/---
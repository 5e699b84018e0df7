use super::error::SubscriberError;
use super::subscriber::{AccountCache, AccountSubscriber, DataAndSlot, OnAccountUpdate, UpdateListener};
use crate::coder::{AccountCoder, ProgramAccount};
use crate::data_sync::{BufferAndSlot, BulkAccountLoader, CallbackId, OnAccountChange};
use crate::types::Pubkey;
use async_trait::async_trait;
use parking_lot::Mutex;
use std::sync::Arc;
use tracing::{debug, warn};

/// Account subscriber registered with a shared [`BulkAccountLoader`].
///
/// The loader decides when the account is read; this subscriber decodes
/// whatever the loader reports as changed.
pub struct PollingAccountSubscriber<T: ProgramAccount> {
    key: Pubkey,
    loader: BulkAccountLoader,
    coder: Arc<dyn AccountCoder>,
    cache: Arc<AccountCache<T>>,
    listener: Arc<UpdateListener<T>>,
    callback_id: Mutex<Option<CallbackId>>,
    lifecycle: tokio::sync::Mutex<()>,
}

impl<T: ProgramAccount> PollingAccountSubscriber<T> {
    pub fn new(key: Pubkey, loader: BulkAccountLoader, coder: Arc<dyn AccountCoder>) -> Self {
        Self {
            key,
            loader,
            coder,
            cache: Arc::new(AccountCache::new()),
            listener: Arc::new(UpdateListener::new()),
            callback_id: Mutex::new(None),
            lifecycle: tokio::sync::Mutex::new(()),
        }
    }

    fn loader_callback(&self, callback_id: CallbackId) -> OnAccountChange {
        let key = self.key;
        let loader = self.loader.downgrade();
        let coder = self.coder.clone();
        let cache = self.cache.clone();
        let listener = self.listener.clone();

        Arc::new(move |update: &BufferAndSlot| {
            let Some(raw) = &update.buffer else {
                debug!("{} account {} does not exist at slot {}", T::KIND, key, update.slot);
                return;
            };

            match cache.apply(coder.as_ref(), update.slot, raw) {
                Ok(Some(data)) => listener.notify(data),
                Ok(None) => {}
                Err(e) => {
                    warn!("Failed to decode {} account {} at slot {}, keeping last known value: {}", T::KIND, key, update.slot, e);
                    // decode again on the next load even if the bytes stay the same
                    if let Some(loader) = loader.upgrade() {
                        loader.request_redelivery(&key, callback_id);
                    }
                }
            }
        })
    }

    /// Decode the loader's latest bytes for this account.
    fn apply_loaded(&self) -> Result<(), SubscriberError> {
        let Some(loaded) = self.loader.get_account_data(&self.key) else {
            return Err(SubscriberError::AccountNotLoaded(T::KIND));
        };
        let Some(raw) = loaded.buffer else {
            return Err(SubscriberError::AccountNotFound { kind: T::KIND, key: self.key });
        };

        if let Some(data) = self.cache.apply(self.coder.as_ref(), loaded.slot, &raw)? {
            self.listener.notify(data);
        }
        Ok(())
    }
}

#[async_trait]
impl<T: ProgramAccount> AccountSubscriber<T> for PollingAccountSubscriber<T> {
    fn key(&self) -> Pubkey {
        self.key
    }

    /// Registers with the loader. When the loader already holds the account
    /// no read is issued, otherwise the loader runs one pass.
    async fn subscribe(&self, on_change: OnAccountUpdate<T>) -> Result<(), SubscriberError> {
        let _lifecycle = self.lifecycle.lock().await;
        if self.is_subscribed() {
            return Ok(());
        }

        self.listener.set(on_change);
        let callback_id = self.loader.reserve_callback_id();
        self.loader.add_account_with_id(self.key, callback_id, self.loader_callback(callback_id))?;

        if self.loader.get_account_data(&self.key).is_none() {
            self.loader.load().await;
        }
        if let Err(e) = self.apply_loaded() {
            self.loader.remove_account(&self.key, callback_id);
            self.listener.clear();
            return Err(e);
        }

        *self.callback_id.lock() = Some(callback_id);
        debug!("{} account {} registered with bulk loader", T::KIND, self.key);
        Ok(())
    }

    async fn fetch(&self) -> Result<(), SubscriberError> {
        if !self.is_subscribed() {
            return Err(SubscriberError::NotSubscribed);
        }
        self.loader.load().await;
        self.apply_loaded()
    }

    fn apply_latest(&self) -> Result<(), SubscriberError> {
        if !self.is_subscribed() {
            return Err(SubscriberError::NotSubscribed);
        }
        self.apply_loaded()
    }

    async fn unsubscribe(&self) {
        let _lifecycle = self.lifecycle.lock().await;
        let Some(callback_id) = self.callback_id.lock().take() else {
            return;
        };

        self.loader.remove_account(&self.key, callback_id);
        self.listener.clear();
        self.cache.clear();
        debug!("{} account {} removed from bulk loader", T::KIND, self.key);
    }

    fn is_subscribed(&self) -> bool {
        self.callback_id.lock().is_some()
    }

    fn data_and_slot(&self) -> Option<DataAndSlot<T>> {
        self.cache.get()
    }
}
\---
Would you write the records out again, word for word?

repository 5e699b84018e0df7
use super::error::SubscriberError;
use super::subscriber::{AccountCache, AccountSubscriber, DataAndSlot, OnAccountUpdate, UpdateListener};
use crate::coder::{AccountCoder, ProgramAccount};
use crate::data_sync::{BufferAndSlot, BulkAccountLoader, CallbackId, OnAccountChange};
use crate::types::Pubkey;
use async_trait::async_trait;
use parking_lot::Mutex;
use std::sync::Arc;
use tracing::{debug, warn};

/// Account subscriber registered with a shared [`BulkAccountLoader`].
///
/// The loader decides when the account is read; this subscriber decodes
/// whatever the loader reports as changed.
pub struct PollingAccountSubscriber<T: ProgramAccount> {
    key: Pubkey,
    loader: BulkAccountLoader,
    coder: Arc<dyn AccountCoder>,
    cache: Arc<AccountCache<T>>,
    listener: Arc<UpdateListener<T>>,
    callback_id: Mutex<Option<CallbackId>>,
    lifecycle: tokio::sync::Mutex<()>,
}

impl<T: ProgramAccount> PollingAccountSubscriber<T> {
    pub fn new(key: Pubkey, loader: BulkAccountLoader, coder: Arc<dyn AccountCoder>) -> Self {
        Self {
            key,
            loader,
            coder,
            cache: Arc::new(AccountCache::new()),
            listener: Arc::new(UpdateListener::new()),
            callback_id: Mutex::new(None),
            lifecycle: tokio::sync::Mutex::new(()),
        }
    }

    fn loader_callback(&self, callback_id: CallbackId) -> OnAccountChange {
        let key = self.key;
        let loader = self.loader.downgrade();
        let coder = self.coder.clone();
        let cache = self.cache.clone();
        let listener = self.listener.clone();

        Arc::new(move |update: &BufferAndSlot| {
            let Some(raw) = &update.buffer else {
                debug!("{} account {} does not exist at slot {}", T::KIND, key, update.slot);
                return;
            };

            match cache.apply(coder.as_ref(), update.slot, raw) {
                Ok(Some(data)) => listener.notify(data),
                Ok(None) => {}
                Err(e) => {
                    warn!("Failed to decode {} account {} at slot {}, keeping last known value: {}", T::KIND, key, update.slot, e);
                    // decode again on the next load even if the bytes stay the same
                    if let Some(loader) = loader.upgrade() {
                        loader.request_redelivery(&key, callback_id);
                    }
                }
            }
        })
    }

    /// Decode the loader's latest bytes for this account.
    fn apply_loaded(&self) -> Result<(), SubscriberError> {
        let Some(loaded) = self.loader.get_account_data(&self.key) else {
            return Err(SubscriberError::AccountNotLoaded(T::KIND));
        };
        let Some(raw) = loaded.buffer else {
            return Err(SubscriberError::AccountNotFound { kind: T::KIND, key: self.key });
        };

        if let Some(data) = self.cache.apply(self.coder.as_ref(), loaded.slot, &raw)? {
            self.listener.notify(data);
        }
        Ok(())
    }
}

#[async_trait]
impl<T: ProgramAccount> AccountSubscriber<T> for PollingAccountSubscriber<T> {
    fn key(&self) -> Pubkey {
        self.key
    }

    /// Registers with the loader. When the loader already holds the account
    /// no read is issued, otherwise the loader runs one pass.
    async fn subscribe(&self, on_change: OnAccountUpdate<T>) -> Result<(), SubscriberError> {
        let _lifecycle = self.lifecycle.lock().await;
        if self.is_subscribed() {
            return Ok(());
        }

        self.listener.set(on_change);
        let callback_id = self.loader.reserve_callback_id();
        self.loader.add_account_with_id(self.key, callback_id, self.loader_callback(callback_id))?;

        if self.loader.get_account_data(&self.key).is_none() {
            self.loader.load().await;
        }
        if let Err(e) = self.apply_loaded() {
            self.loader.remove_account(&self.key, callback_id);
            self.listener.clear();
            return Err(e);
        }

        *self.callback_id.lock() = Some(callback_id);
        debug!("{} account {} registered with bulk loader", T::KIND, self.key);
        Ok(())
    }

    async fn fetch(&self) -> Result<(), SubscriberError> {
        if !self.is_subscribed() {
            return Err(SubscriberError::NotSubscribed);
        }
        self.loader.load().await;
        self.apply_loaded()
    }

    fn apply_latest(&self) -> Result<(), SubscriberError> {
        if !self.is_subscribed() {
            return Err(SubscriberError::NotSubscribed);
        }
        self.apply_loaded()
    }

    async fn unsubscribe(&self) {
        let _lifecycle = self.lifecycle.lock().await;
        let Some(callback_id) = self.callback_id.lock().take() else {
            return;
        };

        self.loader.remove_account(&self.key, callback_id);
        self.listener.clear();
        self.cache.clear();
        debug!("{} account {} removed from bulk loader", T::KIND, self.key);
    }

    fn is_subscribed(&self) -> bool {
        self.callback_id.lock().is_some()
    }

    fn data_and_slot(&self) -> Option<DataAndSlot<T>> {
        self.cache.get()
    }
}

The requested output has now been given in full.